*Task goal:*
Filter the records below down to lines containing "InvalidInput".

»»

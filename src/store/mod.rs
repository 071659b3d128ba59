//! Row stores for both services.
//!
//! Each store is a JSON snapshot file that is rewritten atomically on every
//! mutation. There is no transaction spanning the post store and the user
//! store; the only multi-row atomic unit is a single snapshot write, which is
//! what lets a post row and its outbox entry commit together.

use std::{
    fs,
    io::{self, Write},
    path::Path,
};

use crate::domain::{
    CounterAdjustment, DomainError, Post, PostId, PostInput, UserAccount, UserId,
};

mod posts;
mod users;

pub use posts::{JsonPostStore, OutboxEntry, OutboxStatus, PersistedPosts};
pub use users::{JsonUserStore, PersistedUsers};

pub const SCHEMA_VERSION: u32 = 1;

#[derive(Debug)]
pub enum StoreError {
    Io(io::Error),
    SerdeJson(serde_json::Error),
    Domain(DomainError),
    SchemaVersionMismatch { expected: u32, got: u32 },
    LockPoisoned(&'static str),
}

impl std::fmt::Display for StoreError {
    fn fmt(&self, f: &mut std::fmt::Formatter<'_>) -> std::fmt::Result {
        match self {
            Self::Io(e) => write!(f, "io error: {e}"),
            Self::SerdeJson(e) => write!(f, "json error: {e}"),
            Self::Domain(e) => write!(f, "{e}"),
            Self::SchemaVersionMismatch { expected, got } => {
                write!(f, "schema_version mismatch: expected {expected}, got {got}")
            }
            Self::LockPoisoned(op) => write!(f, "store lock poisoned during {op}"),
        }
    }
}

impl std::error::Error for StoreError {
    fn source(&self) -> Option<&(dyn std::error::Error + 'static)> {
        match self {
            Self::Io(e) => Some(e),
            Self::SerdeJson(e) => Some(e),
            Self::Domain(e) => Some(e),
            Self::SchemaVersionMismatch { .. } | Self::LockPoisoned(_) => None,
        }
    }
}

impl From<io::Error> for StoreError {
    fn from(value: io::Error) -> Self {
        Self::Io(value)
    }
}

impl From<serde_json::Error> for StoreError {
    fn from(value: serde_json::Error) -> Self {
        Self::SerdeJson(value)
    }
}

impl From<DomainError> for StoreError {
    fn from(value: DomainError) -> Self {
        Self::Domain(value)
    }
}

/// Result of a post write. `outbox_entry` is set when an adjustment was
/// enqueued in the same snapshot write as the post row.
#[derive(Debug, Clone, PartialEq, Eq)]
pub struct PostWrite {
    pub post: Post,
    pub outbox_entry: Option<OutboxEntry>,
}

pub trait PostStore: Send + Sync {
    /// Inserts a post. Fails with `DomainError::DuplicatePost` when the id is taken.
    fn insert_post(
        &self,
        input: &PostInput,
        enqueue: Option<CounterAdjustment>,
    ) -> Result<PostWrite, StoreError>;

    /// Deletes a post. Fails with `DomainError::MissingPost` when the id is unknown.
    fn delete_post(
        &self,
        post_id: PostId,
        enqueue: Option<CounterAdjustment>,
    ) -> Result<PostWrite, StoreError>;

    /// Puts back a previously deleted row, keeping its original timestamp.
    fn restore_post(&self, post: Post) -> Result<(), StoreError>;

    /// Queues an adjustment for an existing write under a caller-chosen id.
    /// The id is also the idempotency key the adjustment is delivered with.
    fn enqueue_adjustment(
        &self,
        id: &str,
        post_id: PostId,
        adjustment: CounterAdjustment,
    ) -> Result<OutboxEntry, StoreError>;

    fn get_post(&self, post_id: PostId) -> Result<Option<Post>, StoreError>;

    fn count_posts_by_owner(&self, user_id: UserId) -> Result<usize, StoreError>;
}

pub trait OutboxStore: Send + Sync {
    /// Pending entries, oldest first.
    fn pending_outbox(&self, limit: usize) -> Result<Vec<OutboxEntry>, StoreError>;

    fn list_outbox(&self) -> Result<Vec<OutboxEntry>, StoreError>;

    /// Removes a delivered entry. Returns false when it was already gone.
    fn complete_outbox(&self, id: &str) -> Result<bool, StoreError>;

    /// Records a failed delivery attempt; `give_up` parks the entry as failed.
    fn record_outbox_attempt(
        &self,
        id: &str,
        error: &str,
        give_up: bool,
    ) -> Result<Option<OutboxEntry>, StoreError>;

    /// Moves a failed entry back to pending with a fresh attempt budget.
    fn requeue_outbox(&self, id: &str) -> Result<Option<OutboxEntry>, StoreError>;
}

/// Outcome of a counter write.
#[derive(Debug, Clone, Copy, PartialEq, Eq)]
pub struct CounterWrite {
    pub post_count: i64,
    /// False when the idempotency key had already been applied.
    pub applied: bool,
}

pub trait CounterStore: Send + Sync {
    fn read_counter(&self, user_id: UserId) -> Result<Option<i64>, StoreError>;

    /// Unconditionally overwrites the counter. Fails with `MissingUser` when
    /// the row does not exist.
    fn write_counter(
        &self,
        user_id: UserId,
        value: i64,
        applied_key: Option<&str>,
    ) -> Result<(), StoreError>;

    /// `post_count = post_count + delta` as one step under the row lock.
    fn adjust_counter(
        &self,
        user_id: UserId,
        delta: i64,
        applied_key: Option<&str>,
    ) -> Result<CounterWrite, StoreError>;

    fn has_applied(&self, key: &str) -> Result<bool, StoreError>;
}

pub trait UserStore: Send + Sync {
    fn create_user(
        &self,
        name: String,
        email: String,
        password_hash: String,
    ) -> Result<UserAccount, StoreError>;

    fn get_user(&self, user_id: UserId) -> Result<Option<UserAccount>, StoreError>;

    fn find_user_by_name(&self, name: &str) -> Result<Option<UserAccount>, StoreError>;

    fn find_user_by_email(&self, email: &str) -> Result<Option<UserAccount>, StoreError>;
}

pub(crate) fn now_rfc3339() -> String {
    chrono::Utc::now().to_rfc3339_opts(chrono::SecondsFormat::Millis, true)
}

pub(crate) fn check_schema_version(got: u32) -> Result<(), StoreError> {
    if got != SCHEMA_VERSION {
        return Err(StoreError::SchemaVersionMismatch {
            expected: SCHEMA_VERSION,
            got,
        });
    }
    Ok(())
}

pub(crate) fn write_atomic(path: &Path, bytes: &[u8]) -> Result<(), io::Error> {
    let dir = path.parent().ok_or_else(|| {
        io::Error::new(io::ErrorKind::InvalidInput, "path has no parent directory")
    })?;
    let file_name = path
        .file_name()
        .ok_or_else(|| io::Error::new(io::ErrorKind::InvalidInput, "path has no file name"))?;
    let tmp_path = dir.join(format!("{}.tmp", file_name.to_string_lossy()));
    {
        let mut file = fs::File::create(&tmp_path)?;
        file.write_all(bytes)?;
        file.write_all(b"\n")?;
        let _ = file.sync_all();
    }

    #[cfg(windows)]
    {
        if path.exists() {
            let _ = fs::remove_file(path);
        }
    }

    fs::rename(tmp_path, path)?;
    Ok(())
}
use std::sync::Arc;

use tracing::{debug, info};

use crate::{
    domain::{CounterAdjustment, DomainError, UserId},
    store::{CounterStore, StoreError},
};

/// How a counter adjustment is written to the store.
#[derive(Debug, Clone, Copy, PartialEq, Eq, Default, clap::ValueEnum)]
pub enum UpdateStrategy {
    /// `post_count = post_count ± 1` as one store operation.
    #[default]
    Atomic,
    /// Read, compute, write back. Concurrent adjustments can lose updates.
    ReadModifyWrite,
}

#[derive(Debug, Clone, Copy, PartialEq, Eq)]
pub struct CounterUpdate {
    pub user_id: UserId,
    pub post_count: i64,
    /// False when the idempotency key had already been applied.
    pub applied: bool,
}

#[derive(Debug)]
pub enum CounterError {
    NotFound { user_id: UserId },
    Store(StoreError),
}

impl std::fmt::Display for CounterError {
    fn fmt(&self, f: &mut std::fmt::Formatter<'_>) -> std::fmt::Result {
        match self {
            Self::NotFound { user_id } => write!(f, "no counter for user {user_id}"),
            Self::Store(e) => write!(f, "counter store: {e}"),
        }
    }
}

impl std::error::Error for CounterError {
    fn source(&self) -> Option<&(dyn std::error::Error + 'static)> {
        match self {
            Self::NotFound { .. } => None,
            Self::Store(e) => Some(e),
        }
    }
}

impl From<StoreError> for CounterError {
    fn from(value: StoreError) -> Self {
        match value {
            StoreError::Domain(DomainError::MissingUser { user_id }) => Self::NotFound { user_id },
            other => Self::Store(other),
        }
    }
}

/// Applies counter adjustments received from the post service.
#[derive(Clone)]
pub struct CounterUpdateHandler {
    store: Arc<dyn CounterStore>,
    strategy: UpdateStrategy,
}

impl CounterUpdateHandler {
    pub fn new(store: Arc<dyn CounterStore>, strategy: UpdateStrategy) -> Self {
        Self { store, strategy }
    }

    pub fn strategy(&self) -> UpdateStrategy {
        self.strategy
    }

    /// Increments or decrements the user's counter by one. An unknown user
    /// is reported as `NotFound` and no row is created.
    pub fn update_count(
        &self,
        adjustment: CounterAdjustment,
        idempotency_key: Option<&str>,
    ) -> Result<CounterUpdate, CounterError> {
        let user_id = adjustment.user_id;
        let delta = adjustment.delta();
        let update = match self.strategy {
            UpdateStrategy::Atomic => {
                let write = self.store.adjust_counter(user_id, delta, idempotency_key)?;
                CounterUpdate {
                    user_id,
                    post_count: write.post_count,
                    applied: write.applied,
                }
            }
            UpdateStrategy::ReadModifyWrite => {
                self.read_modify_write(user_id, delta, idempotency_key)?
            }
        };

        if update.applied {
            info!(
                user_id,
                delta,
                post_count = update.post_count,
                "post count updated"
            );
        } else {
            debug!(user_id, key = ?idempotency_key, "adjustment already applied");
        }
        Ok(update)
    }

    fn read_modify_write(
        &self,
        user_id: UserId,
        delta: i64,
        idempotency_key: Option<&str>,
    ) -> Result<CounterUpdate, CounterError> {
        if let Some(key) = idempotency_key
            && self.store.has_applied(key)?
        {
            let post_count = self
                .store
                .read_counter(user_id)?
                .ok_or(CounterError::NotFound { user_id })?;
            return Ok(CounterUpdate {
                user_id,
                post_count,
                applied: false,
            });
        }

        let current = self
            .store
            .read_counter(user_id)?
            .ok_or(CounterError::NotFound { user_id })?;
        let next = current.saturating_add(delta);
        self.store.write_counter(user_id, next, idempotency_key)?;
        Ok(CounterUpdate {
            user_id,
            post_count: next,
            applied: true,
        })
    }
}
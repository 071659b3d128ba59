use argon2::password_hash::{
    PasswordHash, PasswordHasher, PasswordVerifier, SaltString, rand_core::OsRng,
};
use argon2::{Algorithm, Argon2, Params, Version};

/// Argon2id cost parameters. Memory is in KiB.
#[derive(Debug, Clone, Copy, PartialEq, Eq)]
pub struct HashParams {
    pub memory_kib: u32,
    pub iterations: u32,
}

impl Default for HashParams {
    fn default() -> Self {
        // m=65536 KiB (64 MiB), t=3, p=1
        Self {
            memory_kib: 65_536,
            iterations: 3,
        }
    }
}

impl HashParams {
    #[cfg(test)]
    pub fn cheap() -> Self {
        Self {
            memory_kib: 1024,
            iterations: 1,
        }
    }
}

pub fn hash_password(plaintext: &str, params: HashParams) -> Result<String, String> {
    if plaintext.is_empty() {
        return Err("password is empty".to_string());
    }

    let params = Params::new(params.memory_kib, params.iterations, 1, None)
        .map_err(|e| format!("argon2 params: {e}"))?;
    let argon2 = Argon2::new(Algorithm::Argon2id, Version::V0x13, params);

    let salt = SaltString::generate(&mut OsRng);
    let hash = argon2
        .hash_password(plaintext.as_bytes(), &salt)
        .map_err(|e| format!("argon2 hash: {e}"))?
        .to_string();
    Ok(hash)
}

/// Checks `plaintext` against a stored PHC string. Malformed or non-argon2id
/// hashes never verify.
pub fn verify_password(plaintext: &str, stored: &str) -> bool {
    if plaintext.is_empty() {
        return false;
    }
    let Ok(parsed) = PasswordHash::new(stored) else {
        return false;
    };
    if parsed.algorithm.as_str() != "argon2id" {
        return false;
    }
    // Cost parameters are read back from the PHC string.
    Argon2::default()
        .verify_password(plaintext.as_bytes(), &parsed)
        .is_ok()
}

««

*Solution for this exercise:*
        io::Error::new(io::ErrorKind::InvalidInput, "path has no parent directory")
        .ok_or_else(|| io::Error::new(io::ErrorKind::InvalidInput, "path has no file name"))?;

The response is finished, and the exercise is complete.